GIVEN DATA:
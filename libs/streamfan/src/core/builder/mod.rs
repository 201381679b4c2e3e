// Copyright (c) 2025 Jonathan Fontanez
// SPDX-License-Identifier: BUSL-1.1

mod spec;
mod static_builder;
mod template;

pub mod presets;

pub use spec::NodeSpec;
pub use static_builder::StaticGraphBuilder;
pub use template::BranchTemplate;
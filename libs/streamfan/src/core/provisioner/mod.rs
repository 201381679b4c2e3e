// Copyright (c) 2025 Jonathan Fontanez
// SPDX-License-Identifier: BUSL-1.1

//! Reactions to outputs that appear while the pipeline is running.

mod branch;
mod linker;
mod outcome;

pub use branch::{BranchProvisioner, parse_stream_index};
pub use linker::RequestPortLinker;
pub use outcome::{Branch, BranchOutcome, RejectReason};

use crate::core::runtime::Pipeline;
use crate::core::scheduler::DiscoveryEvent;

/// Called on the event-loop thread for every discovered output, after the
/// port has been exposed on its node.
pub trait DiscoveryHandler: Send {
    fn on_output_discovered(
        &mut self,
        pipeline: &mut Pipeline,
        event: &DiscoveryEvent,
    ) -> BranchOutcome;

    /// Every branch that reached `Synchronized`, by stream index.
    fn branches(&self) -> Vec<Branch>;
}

ABOUT THIS EXERCISE:
The entries above are to be restated word for word.

TASK RESPONSE:
filename libs/streamfan/src/core/builder/mod.rs
repository 201381679b4c2e3e
// Copyright (c) 2025 Jonathan Fontanez
// SPDX-License-Identifier: BUSL-1.1

mod spec;
mod static_builder;
mod template;

pub mod presets;

pub use spec::NodeSpec;
pub use static_builder::StaticGraphBuilder;
pub use template::BranchTemplate;
filename libs/streamfan/src/core/provisioner/mod.rs
repository 201381679b4c2e3e
// Copyright (c) 2025 Jonathan Fontanez
// SPDX-License-Identifier: BUSL-1.1

//! Reactions to outputs that appear while the pipeline is running.

mod branch;
mod linker;
mod outcome;

pub use branch::{BranchProvisioner, parse_stream_index};
pub use linker::RequestPortLinker;
pub use outcome::{Branch, BranchOutcome, RejectReason};

use crate::core::runtime::Pipeline;
use crate::core::scheduler::DiscoveryEvent;

/// Called on the event-loop thread for every discovered output, after the
/// port has been exposed on its node.
pub trait DiscoveryHandler: Send {
    fn on_output_discovered(
        &mut self,
        pipeline: &mut Pipeline,
        event: &DiscoveryEvent,
    ) -> BranchOutcome;

    /// Every branch that reached `Synchronized`, by stream index.
    fn branches(&self) -> Vec<Branch>;
}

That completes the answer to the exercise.